Scientists worldwide have been working hard to improve the efficiency of solar cells for several uses. Finally, a new record has been set for solar cell efficiency that could one day help harvest more power from the same surface area with the same exact amount of sunshine. Researchers were able to hit an efficiency of 29.15 percent in the perovskite/silicon tandem solar cell category.
The Helmholtz Zentrum Berlin which is a solar cell research center in Berlin Germany, set a world record for perovskite-silicon tandem cell efficiency last year at 29.15%. The group has delved further into the cell materials, looking to better understand mechanisms behind the impressive efficiencies achieved so far. Their latest work shows that with the current cell design, long term stability at efficiencies up to 32.4% should be possible.
Continuing its work on the record-breaking cell, the group now reports a self-assembled monolayer placed between the perovskite and silicon cells, which enhanced both the fill factor and stability of the device. With this layer, the group fabricated a tandem cell that retained 95% of its initial performance after 300 hours under simulated 1-sun illumination, without encapsulation.
“We first prepared the perfect bed, so to speak, on which the perovskite lays,” explains HZB researcher Amran Al-Ashouri. He goes on to explain that better understanding the operation of the cell, and in particular the movement of ‘holes’ through the devices, allowed them to further optimize its performance. “We optimized what is called the fill factor, which is influenced by how many charge carriers are lost on their way out of the perovskite top cell,” Al-Ashouri explains. “We observed that the extraction of holes is much slower than electron extraction, which limited the fill factor.”
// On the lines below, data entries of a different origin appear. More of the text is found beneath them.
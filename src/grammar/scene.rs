//! Renderer-agnostic scene graph.
//!
//! A [`Scene`] is the only output of rendering: panels holding primitive
//! marks in panel-local visual coordinates, axes, legends and diagnostics.
//! Everything is plain data and serializable, so a backend can live in
//! another process.

use serde::{Deserialize, Serialize};

use crate::color::Rgba;
use crate::geometry::{Point, Rect, Segment};

use super::geom::PointShape;
use super::guide::{Axis, Legend};

/// Resolved drawing style of a primitive.
#[derive(Debug, Clone, Copy, PartialEq, Serialize, Deserialize)]
pub struct Style {
    /// Outline or line colour.
    pub stroke: Option<Rgba>,
    /// Fill colour.
    pub fill: Option<Rgba>,
    /// Outline or line width.
    pub stroke_width: f32,
    /// Opacity in `[0, 1]`.
    pub alpha: f32,
}

impl Default for Style {
    fn default() -> Self {
        Self { stroke: Some(Rgba::INK), fill: None, stroke_width: 1.0, alpha: 1.0 }
    }
}

/// Box, median and whiskers of one boxplot group.
#[derive(Debug, Clone, Copy, PartialEq, Serialize, Deserialize)]
pub struct BoxWhisker {
    /// Interquartile box.
    pub body: Rect,
    /// Median line across the box.
    pub median: Segment,
    /// Whisker from the lower hinge down.
    pub lower_whisker: Segment,
    /// Whisker from the upper hinge up.
    pub upper_whisker: Segment,
}

/// A terminal mark in panel-local visual coordinates.
#[derive(Debug, Clone, PartialEq, Serialize, Deserialize)]
#[serde(tag = "kind", rename_all = "snake_case")]
pub enum Primitive {
    /// A point marker.
    Marker {
        /// Marker centre.
        center: Point,
        /// Marker shape.
        shape: PointShape,
        /// Marker diameter.
        size: f32,
        /// Style.
        style: Style,
    },
    /// Connected line through points.
    Polyline {
        /// Vertices in drawing order.
        points: Vec<Point>,
        /// Style.
        style: Style,
    },
    /// Straight segment.
    Segment {
        /// The segment.
        segment: Segment,
        /// Style.
        style: Style,
    },
    /// Axis-aligned rectangle.
    Rect {
        /// The rectangle.
        rect: Rect,
        /// Style.
        style: Style,
    },
    /// Closed polygon.
    Polygon {
        /// Vertices; the last connects back to the first.
        points: Vec<Point>,
        /// Style.
        style: Style,
    },
    /// Band between an upper and lower line sharing x positions.
    Ribbon {
        /// Upper boundary, left to right.
        upper: Vec<Point>,
        /// Lower boundary, left to right.
        lower: Vec<Point>,
        /// Style.
        style: Style,
    },
    /// Composite box and whiskers.
    BoxWhisker {
        /// Geometry.
        parts: BoxWhisker,
        /// Style.
        style: Style,
    },
}

impl Primitive {
    /// Style of any primitive.
    #[must_use]
    pub fn style(&self) -> &Style {
        match self {
            Primitive::Marker { style, .. }
            | Primitive::Polyline { style, .. }
            | Primitive::Segment { style, .. }
            | Primitive::Rect { style, .. }
            | Primitive::Polygon { style, .. }
            | Primitive::Ribbon { style, .. }
            | Primitive::BoxWhisker { style, .. } => style,
        }
    }

    /// Short kind name.
    #[must_use]
    pub fn kind(&self) -> &'static str {
        match self {
            Primitive::Marker { .. } => "marker",
            Primitive::Polyline { .. } => "polyline",
            Primitive::Segment { .. } => "segment",
            Primitive::Rect { .. } => "rect",
            Primitive::Polygon { .. } => "polygon",
            Primitive::Ribbon { .. } => "ribbon",
            Primitive::BoxWhisker { .. } => "box_whisker",
        }
    }
}

/// Primitives emitted by one layer in one panel.
#[derive(Debug, Clone, PartialEq, Serialize, Deserialize)]
pub struct LayerScene {
    /// Layer index in declaration order.
    pub layer: usize,
    /// Geom name.
    pub geom: String,
    /// Marks in drawing order.
    pub primitives: Vec<Primitive>,
}

/// What a panel holds.
#[derive(Debug, Clone, PartialEq, Serialize, Deserialize)]
#[serde(tag = "status", rename_all = "snake_case")]
pub enum PanelContent {
    /// Rendered marks and axes.
    Rendered {
        /// Layers in drawing order.
        layers: Vec<LayerScene>,
        /// Horizontal axis.
        x_axis: Axis,
        /// Vertical axis.
        y_axis: Axis,
    },
    /// The panel could not be rendered.
    Failed {
        /// Why.
        message: String,
    },
}

/// One facet cell.
#[derive(Debug, Clone, PartialEq, Serialize, Deserialize)]
pub struct PanelScene {
    /// Panel order.
    pub index: usize,
    /// Grid row.
    pub row: usize,
    /// Grid column.
    pub col: usize,
    /// Strip labels (facet levels).
    pub strip: Vec<String>,
    /// Panel area in plot coordinates.
    pub bounds: Rect,
    /// Content.
    pub content: PanelContent,
}

impl PanelScene {
    /// Layers of a rendered panel; empty when failed.
    #[must_use]
    pub fn layers(&self) -> &[LayerScene] {
        match &self.content {
            PanelContent::Rendered { layers, .. } => layers,
            PanelContent::Failed { .. } => &[],
        }
    }

    /// Every primitive of the panel in drawing order.
    pub fn primitives(&self) -> impl Iterator<Item = &Primitive> {
        self.layers().iter().flat_map(|l| l.primitives.iter())
    }

    /// `true` when the panel failed to render.
    #[must_use]
    pub fn is_failed(&self) -> bool {
        matches!(self.content, PanelContent::Failed { .. })
    }
}

/// Panel grid geometry.
#[derive(Debug, Clone, Copy, PartialEq, Serialize, Deserialize)]
pub struct SceneLayout {
    /// Grid rows.
    pub nrow: usize,
    /// Grid columns.
    pub ncol: usize,
    /// Width of each panel.
    pub panel_width: f32,
    /// Height of each panel.
    pub panel_height: f32,
    /// Gap between panels.
    pub spacing: f32,
}

impl SceneLayout {
    /// Bounds of the panel at `(row, col)`.
    #[must_use]
    pub fn bounds(&self, row: usize, col: usize) -> Rect {
        Rect::new(
            col as f32 * (self.panel_width + self.spacing),
            row as f32 * (self.panel_height + self.spacing),
            self.panel_width,
            self.panel_height,
        )
    }
}

/// Plot-level labels.
#[derive(Debug, Clone, Default, PartialEq, Serialize, Deserialize)]
pub struct Labels {
    /// Plot title.
    pub title: Option<String>,
    /// X axis title.
    pub x: Option<String>,
    /// Y axis title.
    pub y: Option<String>,
}

/// Severity of a diagnostic.
#[derive(Debug, Clone, Copy, PartialEq, Eq, Serialize, Deserialize)]
#[serde(rename_all = "snake_case")]
pub enum Severity {
    /// Informational (removed rows, dropped values).
    Info,
    /// Something was not drawn.
    Warning,
}

/// A non-fatal event recorded while rendering.
#[derive(Debug, Clone, PartialEq, Serialize, Deserialize)]
pub struct Diagnostic {
    /// Severity.
    pub severity: Severity,
    /// Layer index, if layer-specific.
    pub layer: Option<usize>,
    /// Panel index, if panel-specific.
    pub panel: Option<usize>,
    /// Message.
    pub message: String,
}

/// The complete rendered plot.
#[derive(Debug, Clone, PartialEq, Serialize, Deserialize)]
pub struct Scene {
    /// Labels.
    pub labels: Labels,
    /// Grid geometry.
    pub layout: SceneLayout,
    /// Panels in order.
    pub panels: Vec<PanelScene>,
    /// Legends, one per mapped non-positional channel.
    pub legends: Vec<Legend>,
    /// Non-fatal events.
    pub diagnostics: Vec<Diagnostic>,
}

impl Scene {
    /// Total number of primitives across all panels.
    #[must_use]
    pub fn primitive_count(&self) -> usize {
        self.panels.iter().map(|p| p.primitives().count()).sum()
    }

    /// Warnings only.
    pub fn warnings(&self) -> impl Iterator<Item = &Diagnostic> {
        self.diagnostics.iter().filter(|d| d.severity == Severity::Warning)
    }

    /// Serialize to YAML.
    ///
    /// # Errors
    ///
    /// Returns [`crate::Error::Config`] if serialization fails.
    pub fn to_yaml(&self) -> crate::Result<String> {
        Ok(serde_yaml_ng::to_string(self)?)
    }
}

#[cfg(test)]
mod tests {
    use super::*;

    #[test]
    fn test_layout_bounds() {
        let layout = SceneLayout { nrow: 2, ncol: 3, panel_width: 100.0, panel_height: 50.0, spacing: 10.0 };
        assert_eq!(layout.bounds(0, 0), Rect::new(0.0, 0.0, 100.0, 50.0));
        assert_eq!(layout.bounds(1, 2), Rect::new(220.0, 60.0, 100.0, 50.0));
    }

    #[test]
    fn test_primitive_yaml() {
        let marker = Primitive::Marker {
            center: Point::new(1.0, 2.0),
            shape: PointShape::Circle,
            size: 4.0,
            style: Style::default(),
        };
        let yaml = serde_yaml_ng::to_string(&marker).unwrap();
        assert!(yaml.contains("kind: marker"));
        let back: Primitive = serde_yaml_ng::from_str(&yaml).unwrap();
        assert_eq!(back, marker);
        assert_eq!(back.kind(), "marker");
    }

    #[test]
    fn test_failed_panel_has_no_primitives() {
        let panel = PanelScene {
            index: 0,
            row: 0,
            col: 0,
            strip: Vec::new(),
            bounds: Rect::default(),
            content: PanelContent::Failed { message: "boom".into() },
        };
        assert!(panel.is_failed());
        assert_eq!(panel.primitives().count(), 0);
    }
}
//! Visual-space geometry shared by scene primitives.
//!
//! Coordinates are panel-local: the origin is the panel's top-left corner,
//! `x` grows rightwards and `y` grows downwards.

use serde::{Deserialize, Serialize};

/// A 2D point with floating-point coordinates.
#[derive(Debug, Clone, Copy, PartialEq, Default, Serialize, Deserialize)]
pub struct Point {
    /// X coordinate.
    pub x: f32,
    /// Y coordinate.
    pub y: f32,
}

impl Point {
    /// Create a new point.
    #[must_use]
    pub const fn new(x: f32, y: f32) -> Self {
        Self { x, y }
    }
}

/// A line segment between two points.
#[derive(Debug, Clone, Copy, PartialEq, Default, Serialize, Deserialize)]
pub struct Segment {
    /// Start point.
    pub start: Point,
    /// End point.
    pub end: Point,
}

impl Segment {
    /// Create a new segment.
    #[must_use]
    pub const fn new(start: Point, end: Point) -> Self {
        Self { start, end }
    }

    /// Create a segment from coordinates.
    #[must_use]
    pub const fn from_coords(x0: f32, y0: f32, x1: f32, y1: f32) -> Self {
        Self::new(Point::new(x0, y0), Point::new(x1, y1))
    }
}

/// A rectangle defined by its top-left corner and size.
#[derive(Debug, Clone, Copy, PartialEq, Default, Serialize, Deserialize)]
pub struct Rect {
    /// X coordinate of the top-left corner.
    pub x: f32,
    /// Y coordinate of the top-left corner.
    pub y: f32,
    /// Width of the rectangle.
    pub width: f32,
    /// Height of the rectangle.
    pub height: f32,
}

impl Rect {
    /// Create a new rectangle.
    #[must_use]
    pub const fn new(x: f32, y: f32, width: f32, height: f32) -> Self {
        Self { x, y, width, height }
    }

    /// Create a rectangle spanning two arbitrary corners.
    ///
    /// The corners may be given in any order; the result always has a
    /// non-negative width and height.
    #[must_use]
    pub fn from_corners(a: Point, b: Point) -> Self {
        Self::new(a.x.min(b.x), a.y.min(b.y), (a.x - b.x).abs(), (a.y - b.y).abs())
    }
}

#[cfg(test)]
mod tests {
    use super::*;

    #[test]
    fn test_segment_from_coords() {
        let seg = Segment::from_coords(0.0, 1.0, 3.0, 4.0);
        assert_eq!(seg.start, Point::new(0.0, 1.0));
        assert_eq!(seg.end, Point::new(3.0, 4.0));
    }

    #[test]
    fn test_rect_from_corners_normalizes() {
        let rect = Rect::from_corners(Point::new(10.0, 2.0), Point::new(4.0, 8.0));
        assert_eq!(rect, Rect::new(4.0, 2.0, 6.0, 6.0));
    }
}
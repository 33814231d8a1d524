//! Main GGPlot builder.
//!
//! Combines data, mappings, layers, facets and scale overrides into a plot
//! that renders to a [`Scene`].

use std::collections::HashMap;
use std::fmt;
use std::sync::Arc;

use crate::config::RenderConfig;
use crate::error::Result;
use crate::fit::{CurveFitter, DefaultFitter};

use super::aes::{Aes, Channel};
use super::compositor::{self, PlotParts};
use super::data::DataFrame;
use super::facet::FacetSpec;
use super::geom::Geom;
use super::layer::{Layer, LayerConfig};
use super::scales::ScaleSpec;
use super::scene::{Labels, Scene};

/// Grammar of Graphics plot builder.
///
/// A plot is a plain value: building it does no work, and [`GGPlot::render`]
/// can be called any number of times.
#[derive(Clone)]
pub struct GGPlot {
    /// Plot data.
    data: DataFrame,
    /// Plot-level aesthetic mappings.
    aes: Aes,
    /// Layers in drawing order.
    layers: Vec<Layer>,
    /// Faceting.
    facet: Option<FacetSpec>,
    /// Per-channel scale overrides.
    scales: HashMap<Channel, ScaleSpec>,
    /// Title and axis labels.
    labels: Labels,
    /// Render settings.
    config: RenderConfig,
    /// Curve fitter used by smoothing stats.
    fitter: Arc<dyn CurveFitter>,
}

impl fmt::Debug for GGPlot {
    fn fmt(&self, f: &mut fmt::Formatter<'_>) -> fmt::Result {
        f.debug_struct("GGPlot")
            .field("data", &self.data)
            .field("aes", &self.aes)
            .field("layers", &self.layers)
            .field("facet", &self.facet)
            .field("scales", &self.scales)
            .field("labels", &self.labels)
            .field("config", &self.config)
            .finish_non_exhaustive()
    }
}

impl GGPlot {
    /// Create a new plot from data and plot-level mappings.
    #[must_use]
    pub fn new(data: DataFrame, aes: Aes) -> Self {
        Self {
            data,
            aes,
            layers: Vec::new(),
            facet: None,
            scales: HashMap::new(),
            labels: Labels::default(),
            config: RenderConfig::default(),
            fitter: Arc::new(DefaultFitter),
        }
    }

    /// Add a geometry layer with its default stat.
    #[must_use]
    pub fn geom(mut self, geom: Geom) -> Self {
        self.layers.push(Layer::new(geom));
        self
    }

    /// Add a layer.
    #[must_use]
    pub fn layer(mut self, layer: Layer) -> Self {
        self.add_layer(layer);
        self
    }

    /// Add a layer built from names.
    ///
    /// # Errors
    ///
    /// Returns an error for unknown names or bad parameters.
    pub fn layer_config(mut self, config: LayerConfig) -> Result<Self> {
        self.add_layer(Layer::from_config(config)?);
        Ok(self)
    }

    /// Set faceting.
    #[must_use]
    pub fn facet(mut self, facet: FacetSpec) -> Self {
        self.add_facet(facet);
        self
    }

    /// Wrap panels by the variables of a formula such as `"~class"`.
    ///
    /// # Errors
    ///
    /// Returns [`crate::Error::InvalidExpression`] for malformed formulas.
    pub fn facet_formula(self, formula: &str) -> Result<Self> {
        Ok(self.facet(FacetSpec::parse(formula)?))
    }

    /// Override the scale of a channel.
    #[must_use]
    pub fn scale(mut self, channel: Channel, spec: ScaleSpec) -> Self {
        self.scales.insert(channel, spec);
        self
    }

    /// Set the title.
    #[must_use]
    pub fn title(mut self, title: &str) -> Self {
        self.labels.title = Some(title.to_string());
        self
    }

    /// Set the x-axis label.
    #[must_use]
    pub fn xlab(mut self, label: &str) -> Self {
        self.labels.x = Some(label.to_string());
        self
    }

    /// Set the y-axis label.
    #[must_use]
    pub fn ylab(mut self, label: &str) -> Self {
        self.labels.y = Some(label.to_string());
        self
    }

    /// Set render settings.
    #[must_use]
    pub fn config(mut self, config: RenderConfig) -> Self {
        self.config = config;
        self
    }

    /// Replace the curve fitter.
    #[must_use]
    pub fn fitter(mut self, fitter: Arc<dyn CurveFitter>) -> Self {
        self.fitter = fitter;
        self
    }

    /// Append a layer in place.
    pub fn add_layer(&mut self, layer: Layer) {
        self.layers.push(layer);
    }

    /// Set faceting in place, replacing any previous facet.
    pub fn add_facet(&mut self, facet: FacetSpec) {
        self.facet = Some(facet);
    }

    /// Layers in drawing order.
    #[must_use]
    pub fn layers(&self) -> &[Layer] {
        &self.layers
    }

    /// Render the plot to a scene graph.
    ///
    /// # Errors
    ///
    /// Returns [`crate::Error::EmptyData`] when the plot has no layers, and
    /// every mapping, stat and scale error found during discovery
    /// (as [`crate::Error::Discovery`] when there are several).
    pub fn render(&self) -> Result<Scene> {
        compositor::render(&PlotParts {
            data: &self.data,
            mapping: &self.aes,
            layers: &self.layers,
            facet: self.facet.as_ref(),
            scales: &self.scales,
            labels: &self.labels,
            config: &self.config,
            fitter: self.fitter.as_ref(),
        })
    }
}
In the paper, researchers wrote tandem solar cells that pair silicon with metal halide perovskite are a “promising option” for surpassing the single-cell efficiency limit. Perovskite and silicon are developed separately as semiconductor materials for use in solar panels. Of the two technologies, silicon cells have been around for longer and are currently the standard technology used in solar farms worldwide.
The results are reported in the paper Monolithic Perovskite/Silicon Tandem Solar Cell with >29% Efficiency by Enhanced Hole Extraction, published in Science. The paper also reports new methods to assess both fill factor and charge transfer in tandem cells, finding that with its current tandem cell structure, further improvements should be able to push efficiency up to a practical limit of 32.4%.
The work demonstrates major collaborations coming together on tandem cells, following of trend this year of major studies aiming to push understanding of the materials as they head toward commercial production. The paper in Science is credited to 29 authors in total, with contributions from institutions across Europe, including Lithuania’s Kaunas University of Technology, the University of Ljubljana in Slovenia, the University of Sheffield in the UK, and a host of other German institutes.
“Each partner brought their own special expertise to the project, so we were able to achieve this breakthrough together,” says Steve Albrecht, leader of the group at HZB. “We can certainly achieve over 30%.”
Perovskite is seen as the new challenger to silicon and may someday surpass silicon in terms of usefulness. The tandem solar cell uses a pair of semiconductors able to capture different parts of the light spectrum. Silicon captures infrared light, while perovskite captures visible light. Scientists on the project note that putting the two materials together doesn’t substantially increase the cost of making the panels.
Scientists achieved the record breaking 29.15 percent efficiency by using a one-centimeter by one-centimeter panel. The test panel’s tiny stature means that scaling up is required, and the team believes that will be possible. After 300 hours of simulated use, the tandem cell retains 95 percent of its original efficiency. Testing is ongoing, and past research suggests the technology can reach efficiency rates of well above 30 percent.